Stored data:
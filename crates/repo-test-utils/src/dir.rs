//! [`ConfigDir`] builder for on-disk document trees.

use repo_fs::DirectorySource;
use std::fs;
use std::path::Path;
use tempfile::TempDir;

use crate::fixtures;

/// A temporary directory of layout documents.
///
/// # Example
///
/// ```rust,no_run
/// use repo_test_utils::ConfigDir;
///
/// let dir = ConfigDir::with_prebid();
/// dir.write("repositories/extra.json", r#"{"repo_name": "o/extra"}"#);
/// let source = dir.source();
/// ```
pub struct ConfigDir {
    temp_dir: TempDir,
}

impl Default for ConfigDir {
    fn default() -> Self {
        Self::new()
    }
}

impl ConfigDir {
    /// Create an empty temporary directory.
    pub fn new() -> Self {
        Self {
            temp_dir: TempDir::new().unwrap(),
        }
    }

    /// A directory pre-populated with [`fixtures::PREBID_DOCUMENTS`].
    pub fn with_prebid() -> Self {
        let dir = Self::new();
        for (id, body) in fixtures::PREBID_DOCUMENTS {
            dir.write(id, body);
        }
        dir
    }

    /// A copy of every file under `source`, preserving relative paths.
    pub fn copy_from(source: &Path) -> Self {
        let dir = Self::new();
        dir.copy_tree(source, source);
        dir
    }

    fn copy_tree(&self, base: &Path, current: &Path) {
        for entry in fs::read_dir(current).unwrap() {
            let path = entry.unwrap().path();
            if path.is_dir() {
                self.copy_tree(base, &path);
            } else {
                let relative = path.strip_prefix(base).unwrap().to_string_lossy().replace('\\', "/");
                self.write(&relative, &fs::read_to_string(&path).unwrap());
            }
        }
    }

    pub fn root(&self) -> &Path {
        self.temp_dir.path()
    }

    /// Write a document, creating parent directories.
    pub fn write(&self, relative: &str, body: &str) -> &Self {
        let path = self.root().join(relative);
        if let Some(parent) = path.parent() {
            fs::create_dir_all(parent).unwrap();
        }
        fs::write(&path, body).unwrap();
        self
    }

    pub fn remove(&self, relative: &str) {
        fs::remove_file(self.root().join(relative)).unwrap();
    }

    /// A [`DirectorySource`] over this directory.
    pub fn source(&self) -> DirectorySource {
        DirectorySource::new(self.root()).unwrap()
    }
}
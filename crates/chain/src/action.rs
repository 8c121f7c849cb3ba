//! Flash-loan action definitions.

use chrono::Utc;
use serde::{Deserialize, Serialize};
use std::fmt;
use std::sync::atomic::{AtomicU64, Ordering};

/// Sub-operation kind.
#[derive(Debug, Clone, Copy, PartialEq, Eq, Hash, Serialize, Deserialize)]
#[serde(rename_all = "lowercase")]
pub enum ActionKind {
    Borrow,
    Repay,
    Swap,
}

impl fmt::Display for ActionKind {
    fn fmt(&self, f: &mut fmt::Formatter<'_>) -> fmt::Result {
        match self {
            Self::Borrow => f.write_str("borrow"),
            Self::Repay => f.write_str("repay"),
            Self::Swap => f.write_str("swap"),
        }
    }
}

/// One step of a flash-loan sequence, as supplied by the caller.
///
/// Amounts are decimal strings; they are validated before any step runs.
/// Wire form: `{"action": "swap", "asset": "ETH", "amount": "1", "targetAsset": "USDC"}`.
#[derive(Debug, Clone, PartialEq, Eq, Serialize, Deserialize)]
#[serde(tag = "action", rename_all = "lowercase")]
pub enum FlashLoanAction {
    /// Increase outstanding debt for `asset`
    Borrow { asset: String, amount: String },
    /// Decrease outstanding debt for `asset`
    Repay { asset: String, amount: String },
    /// Convert `amount` of `asset` into `target_asset` at snapshot prices
    Swap {
        asset: String,
        amount: String,
        #[serde(rename = "targetAsset")]
        target_asset: String,
    },
}

impl FlashLoanAction {
    pub fn borrow(asset: impl Into<String>, amount: impl Into<String>) -> Self {
        Self::Borrow {
            asset: asset.into(),
            amount: amount.into(),
        }
    }

    pub fn repay(asset: impl Into<String>, amount: impl Into<String>) -> Self {
        Self::Repay {
            asset: asset.into(),
            amount: amount.into(),
        }
    }

    pub fn swap(
        asset: impl Into<String>,
        amount: impl Into<String>,
        target_asset: impl Into<String>,
    ) -> Self {
        Self::Swap {
            asset: asset.into(),
            amount: amount.into(),
            target_asset: target_asset.into(),
        }
    }

    pub fn kind(&self) -> ActionKind {
        match self {
            Self::Borrow { .. } => ActionKind::Borrow,
            Self::Repay { .. } => ActionKind::Repay,
            Self::Swap { .. } => ActionKind::Swap,
        }
    }

    pub fn asset(&self) -> &str {
        match self {
            Self::Borrow { asset, .. }
            | Self::Repay { asset, .. }
            | Self::Swap { asset, .. } => asset,
        }
    }

    /// Raw amount string.
    pub fn amount(&self) -> &str {
        match self {
            Self::Borrow { amount, .. }
            | Self::Repay { amount, .. }
            | Self::Swap { amount, .. } => amount,
        }
    }

    /// Build the settlement operation once the amount has been parsed.
    pub fn with_amount(&self, amount: f64) -> SettlementOp {
        match self {
            Self::Borrow { asset, .. } => SettlementOp::Borrow {
                asset: asset.clone(),
                amount,
            },
            Self::Repay { asset, .. } => SettlementOp::Repay {
                asset: asset.clone(),
                amount,
            },
            Self::Swap {
                asset,
                target_asset,
                ..
            } => SettlementOp::Swap {
                asset: asset.clone(),
                amount,
                target_asset: target_asset.clone(),
            },
        }
    }
}

/// Validated operation handed to a settlement session.
#[derive(Debug, Clone, PartialEq, Serialize, Deserialize)]
#[serde(tag = "action", rename_all = "lowercase")]
pub enum SettlementOp {
    Borrow {
        asset: String,
        amount: f64,
    },
    Repay {
        asset: String,
        amount: f64,
    },
    Swap {
        asset: String,
        amount: f64,
        #[serde(rename = "targetAsset")]
        target_asset: String,
    },
}

impl SettlementOp {
    pub fn kind(&self) -> ActionKind {
        match self {
            Self::Borrow { .. } => ActionKind::Borrow,
            Self::Repay { .. } => ActionKind::Repay,
            Self::Swap { .. } => ActionKind::Swap,
        }
    }

    pub fn asset(&self) -> &str {
        match self {
            Self::Borrow { asset, .. }
            | Self::Repay { asset, .. }
            | Self::Swap { asset, .. } => asset,
        }
    }

    pub fn amount(&self) -> f64 {
        match self {
            Self::Borrow { amount, .. }
            | Self::Repay { amount, .. }
            | Self::Swap { amount, .. } => *amount,
        }
    }
}

/// Opaque caller-supplied sequencing / idempotency token.
///
/// A backend that has already committed a sequence under a token
/// acknowledges a repeat as a replay instead of applying it twice.
#[derive(Debug, Clone, PartialEq, Eq, Hash, Serialize, Deserialize)]
#[serde(transparent)]
pub struct SequenceToken(String);

static TOKEN_COUNTER: AtomicU64 = AtomicU64::new(0);

impl SequenceToken {
    pub fn new(token: impl Into<String>) -> Self {
        Self(token.into())
    }

    /// Process-unique token for callers that don't need idempotency.
    pub fn unique() -> Self {
        let seq = TOKEN_COUNTER.fetch_add(1, Ordering::Relaxed);
        let nanos = Utc::now().timestamp_nanos_opt().unwrap_or(0);
        Self(format!("seq-{nanos:x}-{seq}"))
    }

    pub fn as_str(&self) -> &str {
        &self.0
    }
}

impl fmt::Display for SequenceToken {
    fn fmt(&self, f: &mut fmt::Formatter<'_>) -> fmt::Result {
        f.write_str(&self.0)
    }
}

▶ _DIRECTIONS FOR THIS TASK_
When you reach the line that contains "self.write(&relative, &fs::read_to_string(&path).unwrap());", stop; output it and every line before it from the start of the data, exactly as written.

▶ _THE ANSWER_
filename crates/repo-test-utils/src/dir.rs
//! [`ConfigDir`] builder for on-disk document trees.

use repo_fs::DirectorySource;
use std::fs;
use std::path::Path;
use tempfile::TempDir;

use crate::fixtures;

/// A temporary directory of layout documents.
///
/// # Example
///
/// ```rust,no_run
/// use repo_test_utils::ConfigDir;
///
/// let dir = ConfigDir::with_prebid();
/// dir.write("repositories/extra.json", r#"{"repo_name": "o/extra"}"#);
/// let source = dir.source();
/// ```
pub struct ConfigDir {
    temp_dir: TempDir,
}

impl Default for ConfigDir {
    fn default() -> Self {
        Self::new()
    }
}

impl ConfigDir {
    /// Create an empty temporary directory.
    pub fn new() -> Self {
        Self {
            temp_dir: TempDir::new().unwrap(),
        }
    }

    /// A directory pre-populated with [`fixtures::PREBID_DOCUMENTS`].
    pub fn with_prebid() -> Self {
        let dir = Self::new();
        for (id, body) in fixtures::PREBID_DOCUMENTS {
            dir.write(id, body);
        }
        dir
    }

    /// A copy of every file under `source`, preserving relative paths.
    pub fn copy_from(source: &Path) -> Self {
        let dir = Self::new();
        dir.copy_tree(source, source);
        dir
    }

    fn copy_tree(&self, base: &Path, current: &Path) {
        for entry in fs::read_dir(current).unwrap() {
            let path = entry.unwrap().path();
            if path.is_dir() {
                self.copy_tree(base, &path);
            } else {
                let relative = path.strip_prefix(base).unwrap().to_string_lossy().replace('\\', "/");
                self.write(&relative, &fs::read_to_string(&path).unwrap());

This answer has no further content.